Manipulating nitrogen and water resources for improved cool climate vine to wine quality
Walker, H and Jones, JE and Swarts, ND and Kerslake, F, Manipulating nitrogen and water resources for improved cool climate vine to wine quality, American Journal of Enology and Viticulture pp. 1-50. ISSN 0002-9254 (In Press) [Refereed Article]

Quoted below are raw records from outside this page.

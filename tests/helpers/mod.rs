//! Shared test helpers

pub mod edit_test;
pub mod source_fixtures;
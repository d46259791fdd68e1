//! Exception handling regions around active statements.
//!
//! A catch or finally clause containing an active statement, and a try
//! block containing a non-leaf one, pin the shape of the handler. Adding,
//! removing or changing such a handler cannot be applied.

use crate::base::TextRange;
use crate::compare::{EditKind, SequenceEdit, lcs};
use crate::parser::SyntaxKind;
use crate::syntax::ast::{CatchClause, TryStatement};
use crate::syntax::{NodeRef, are_equivalent_ignoring_lambda_bodies};

use super::body::{BodyContext, member_body};
use super::display::{diagnostic_span, display_name};
use super::rude_edit::{RudeEditDiagnostic, RudeEditKind};

/// Try statements, catch and finally clauses around `statement`,
/// innermost first. Try statements count only for non-leaf frames and
/// only when the statement is in the try block itself.
pub fn exception_region_ancestors(statement: NodeRef<'_>, is_non_leaf: bool) -> Vec<NodeRef<'_>> {
    let mut result = Vec::new();
    let mut child = statement;
    for ancestor in statement.ancestors().skip(1) {
        if ancestor.kind().is_nested_function() || member_body(ancestor).is_some() {
            break;
        }
        match ancestor.kind() {
            SyntaxKind::CATCH_CLAUSE | SyntaxKind::FINALLY_CLAUSE => result.push(ancestor),
            SyntaxKind::TRY_STATEMENT if is_non_leaf && TryStatement(ancestor).block() == Some(child) => {
                result.push(ancestor)
            }
            _ => {}
        }
        child = ancestor;
    }
    result
}

/// Span of the handler a region node protects
pub fn region_span(node: NodeRef<'_>) -> TextRange {
    if node.kind() != SyntaxKind::TRY_STATEMENT {
        return node.range();
    }
    let stmt = TryStatement(node);
    let catches: Vec<_> = stmt.catches().collect();
    match (catches.first(), catches.last(), stmt.finally_clause()) {
        (Some(first), Some(last), _) => TextRange::new(first.range().start(), last.range().end()),
        (_, _, Some(finally)) => finally.range(),
        _ => node.range(),
    }
}

/// Region spans around a statement in the new document
pub fn region_spans(statement: NodeRef<'_>, is_non_leaf: bool) -> Vec<TextRange> {
    exception_region_ancestors(statement, is_non_leaf)
        .into_iter()
        .map(region_span)
        .collect()
}

fn optional_equivalent(old: Option<NodeRef<'_>>, new: Option<NodeRef<'_>>) -> bool {
    match (old, new) {
        (Some(old), Some(new)) => are_equivalent_ignoring_lambda_bodies(old, new),
        (None, None) => true,
        _ => false,
    }
}

fn are_equivalent_catches(old: NodeRef<'_>, new: NodeRef<'_>) -> bool {
    let (old, new) = (CatchClause(old), CatchClause(new));
    optional_equivalent(old.declaration(), new.declaration()) && optional_equivalent(old.filter(), new.filter())
}

/// The handlers of two region nodes behave the same
pub fn are_equivalent_regions(old: NodeRef<'_>, new: NodeRef<'_>) -> bool {
    if old.kind() != new.kind() {
        return false;
    }
    match old.kind() {
        SyntaxKind::TRY_STATEMENT => {
            let old_catches: Vec<_> = TryStatement(old).catches().collect();
            let new_catches: Vec<_> = TryStatement(new).catches().collect();
            old_catches.len() == new_catches.len()
                && old_catches
                    .iter()
                    .zip(&new_catches)
                    .all(|(o, n)| are_equivalent_catches(*o, *n))
                && TryStatement(old).finally_clause().is_some() == TryStatement(new).finally_clause().is_some()
        }
        SyntaxKind::CATCH_CLAUSE => are_equivalent_catches(old, new),
        _ => true,
    }
}

/// Report handlers around an active statement that were added, removed
/// or changed
pub(crate) fn report_changes<'t>(
    ctx: &BodyContext<'_, 't>,
    old: NodeRef<'t>,
    new: NodeRef<'t>,
    is_non_leaf: bool,
    new_span: TextRange,
    diagnostics: &mut Vec<RudeEditDiagnostic>,
) {
    let old_regions = exception_region_ancestors(old, is_non_leaf);
    let new_regions = exception_region_ancestors(new, is_non_leaf);
    if old_regions.is_empty() && new_regions.is_empty() {
        return;
    }

    let edits = lcs::edits(&old_regions, &new_regions, |o, n| ctx.body_match.partner_in_new(*o) == Some(*n));
    for edit in edits {
        let diagnostic = match edit {
            SequenceEdit::Match { old_index, new_index } => {
                let (o, n) = (old_regions[old_index], new_regions[new_index]);
                if are_equivalent_regions(o, n) {
                    continue;
                }
                RudeEditDiagnostic::new(RudeEditKind::UpdateAroundActiveStatement, diagnostic_span(n, EditKind::Update))
                    .with_node(n.kind())
                    .with_argument(display_name(n, EditKind::Update))
            }
            SequenceEdit::Insert { new_index } => {
                let n = new_regions[new_index];
                RudeEditDiagnostic::new(RudeEditKind::InsertAroundActiveStatement, diagnostic_span(n, EditKind::Insert))
                    .with_node(n.kind())
                    .with_argument(display_name(n, EditKind::Insert))
            }
            SequenceEdit::Delete { old_index } => {
                let o = old_regions[old_index];
                RudeEditDiagnostic::new(RudeEditKind::DeleteAroundActiveStatement, new_span)
                    .with_node(o.kind())
                    .with_argument(display_name(o, EditKind::Delete))
            }
        };
        diagnostics.push(diagnostic);
    }
}

#[cfg(test)]
mod tests {
    use super::*;
    use crate::syntax::SyntaxTree;

    fn call<'t>(tree: &'t SyntaxTree, name: &str) -> NodeRef<'t> {
        tree.root()
            .descendants()
            .find(|n| n.kind() == SyntaxKind::EXPRESSION_STATEMENT && n.text().starts_with(name))
            .unwrap()
    }

    const SOURCE: &str = "class C { void M() { try { A(); } catch (E e) { B(); } catch { C(); } finally { D(); } } }";

    #[test]
    fn test_try_counts_only_for_non_leaf() {
        let tree = SyntaxTree::parse(SOURCE);
        assert!(exception_region_ancestors(call(&tree, "A"), false).is_empty());
        let regions = exception_region_ancestors(call(&tree, "A"), true);
        assert_eq!(regions.len(), 1);
        assert_eq!(tree.slice(region_span(regions[0])), "catch (E e) { B(); } catch { C(); }");
    }

    #[test]
    fn test_catch_does_not_include_its_try() {
        let tree = SyntaxTree::parse(SOURCE);
        let regions = exception_region_ancestors(call(&tree, "B"), true);
        assert_eq!(regions.iter().map(|r| r.kind()).collect::<Vec<_>>(), vec![SyntaxKind::CATCH_CLAUSE]);
        assert_eq!(region_spans(call(&tree, "D"), true), vec![tree
            .root()
            .descendants()
            .find(|n| n.kind() == SyntaxKind::FINALLY_CLAUSE)
            .unwrap()
            .range()]);
    }

    #[test]
    fn test_regions_stop_at_lambda() {
        let tree = SyntaxTree::parse("class C { void M() { try { F(() => { G(); }); } finally { } } }");
        assert!(exception_region_ancestors(call(&tree, "G"), true).is_empty());
    }

    #[test]
    fn test_catch_equivalence_ignores_block() {
        let old = SyntaxTree::parse("class C { void M() { try { } catch (E e) { A(); } } }");
        let new = SyntaxTree::parse("class C { void M() { try { } catch (E e) { B(); } } }");
        let changed = SyntaxTree::parse("class C { void M() { try { } catch (F e) { A(); } } }");
        fn catch(tree: &SyntaxTree) -> NodeRef<'_> {
            tree.root().descendants().find(|n| n.kind() == SyntaxKind::CATCH_CLAUSE).unwrap()
        }
        assert!(are_equivalent_regions(catch(&old), catch(&new)));
        assert!(!are_equivalent_regions(catch(&old), catch(&changed)));
    }
}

Low yeast assimilable nitrogen (YAN) concentrations (<140 mg/N/L) can result in wines of inferior aroma and flavor, regardless of supplemental nitrogen (N) additions in the winery. The impact of doubling commercial field N and irrigation rates was explored in Vitis vinifera L. cv. Chardonnay and Pinot noir over three growing seasons (2016 -2019) in Southern Tasmania, Australia, with the aim of improving YAN concentrations and observing the concurrent influence on vine canopy, yield, and grape and wine composition. Six combinations of irrigation and N rates were applied to 20 vines for each treatment combination and replicated across both cultivars. The treatments included, the standard irrigation rate (~530 L/vine/year) / control N (0 kg/N/ha/year) rate, standard irrigation / standard commercial N rate (~18 kg/N/ha/year), standard irrigation / double commercial N rate (~36 kg/N/ha/year), double irrigation rate (~1060 L/vine/year) / control N, double irrigation / standard N and double irrigation / double N. ANOVA was used to analyze main treatment effects and treatment interactions on the measured variables for a sub-set of the vine population in each growing season. Increasing N rate improved YAN concentrations across both cultivars in 2 out of 3 growing seasons, with the double N rate associated with increasing YAN to acceptable (>140 mg/N/L) levels. Irrigation had no impact on YAN concentrations. Treatment influences on vine vegetative growth, yield, and grape and wine composition were marginal and inconsistent, and were largely influenced by climatic conditions. Cool-climate grape growers would benefit from applying more N in the vineyard around veraison to improve YAN, without stimulating vigor and negatively impacting chemical grape and wine composition. Increasing irrigation rates may be advantageous in seasons of high crop load, however current commercial irrigation rates are considered adequate.